In [1]:
# pyplot for plotting
import matplotlib.pyplot as plt
# numpy for vectorized array operations
import numpy as np
# pandas for proper tabular manipulation
import pandas as pd
# scipy stats for our subversions
from scipy import stats

## Q1) How likely is it that you roll doubles when rolling two dice?



In [2]:
n_trials = nrows = 10_000
n_dice = ncols = 2

rolls = np.random.choice([1, 2, 3, 4, 5, 6], n_trials * n_dice).reshape(nrows, ncols)
rolls


array([[4, 4],
       [6, 2],
       [3, 3],
       ...,
       [5, 3],
       [4, 2],
       [2, 1]])

## Q2) If you flip 8 coins, what is the probability of getting exactly 3 heads? What is the probability of getting more than 3 heads?



by theoretically,
### Combination Formula:
    -The total number of outcomes is 2^8 because each coin can either be heads or tails, and there are 8 coins.
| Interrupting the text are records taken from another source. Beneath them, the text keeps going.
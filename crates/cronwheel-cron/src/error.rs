use thiserror::Error;

/// Result type alias
pub type Result<T> = std::result::Result<T, ParseError>;

/// Errors produced while parsing a cron expression.
///
/// `position` is the byte offset of the offending field within the
/// original expression string.
#[derive(Debug, Clone, PartialEq, Eq, Error)]
pub enum ParseError {
    #[error("invalid cron expression at position {position}: {message}")]
    Invalid { position: usize, message: String },

    /// A special marker (`L`, `LW`, `W`, `#`) was combined with other terms,
    /// or `?` was used in both day fields at once.
    #[error("unsupported combination at position {position}: {message}")]
    UnsupportedCombination { position: usize, message: String },
}

impl ParseError {
    pub(crate) fn invalid(position: usize, message: impl Into<String>) -> Self {
        Self::Invalid {
            position,
            message: message.into(),
        }
    }

    pub(crate) fn unsupported(position: usize, message: impl Into<String>) -> Self {
        Self::UnsupportedCombination {
            position,
            message: message.into(),
        }
    }

    /// Byte offset of the offending field in the source expression.
    pub fn position(&self) -> usize {
        match self {
            Self::Invalid { position, .. } | Self::UnsupportedCombination { position, .. } => {
                *position
            }
        }
    }
}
    -The number of ways to get exactly 3 heads is given by 
     C(8,3), which is the number of combinations of 8 items taken 3 at a time.

    -The probability is then C(8,3).
    
### For more than 3 heads:
    -You'd sum up the probabilities of getting 4, 5, 6, 7, and 8 heads.

    -For each case, use the combination formula to find the number of ways to get that specific number of heads.

    -The probability is then the sum of these individual probabilities.

Here are the steps:

### Exactly 3 heads:
    - C(8,3)=8!/(3!(8−3)!=8×7×6/3×2×1=56

 
    - Probability = 56/256 =7/32

 
### More than 3 heads:

    - P(X>3)=P(X=4)+P(X=5)+P(X=6)+P(X=7)+P(X=8)
            =1/2^8[c(8,4)+c(8,5)+c(8,6)+c(8,7)+c(8,8)]



This provides an empirical estimation based on counting the outcomes that meet the specified conditions. Keep in mind that this is an approximation and becomes more accurate with a larger number of trials or simulations.

In [3]:
# experimental simulation

import random

def simulate_coin_flips(num_flips, num_simulations):
    count_3_heads = 0
    count_more_than_3_heads = 0

    for _ in range(num_simulations):
        # Simulate flipping 8 coins
        flips = [random.choice([1, 0]) for _ in range(num_flips)]  # 1 for heads, 0 for tails

        # Count the number of heads
        num_heads = sum(flips)

        # Check if exactly 3 heads
        if num_heads == 3:
            count_3_heads += 1

        # Check if more than 3 heads
        if num_heads > 3:
            count_more_than_3_heads += 1

    # Calculate probabilities
    prob_3_heads = count_3_heads / num_simulations
    prob_more_than_3_heads = count_more_than_3_heads / num_simulations

    return prob_3_heads, prob_more_than_3_heads

# Number of coin flips
num_flips = 8

# Number of simulations
num_simulations = 100000

# Run simulation
prob_3_heads, prob_more_than_3_heads = simulate_coin_flips(num_flips, num_simulations)

# Print results
print(f"Probability of exactly 3 heads: {prob_3_heads}")
print(f"Probability of more than 3 heads: {prob_more_than_3_heads}")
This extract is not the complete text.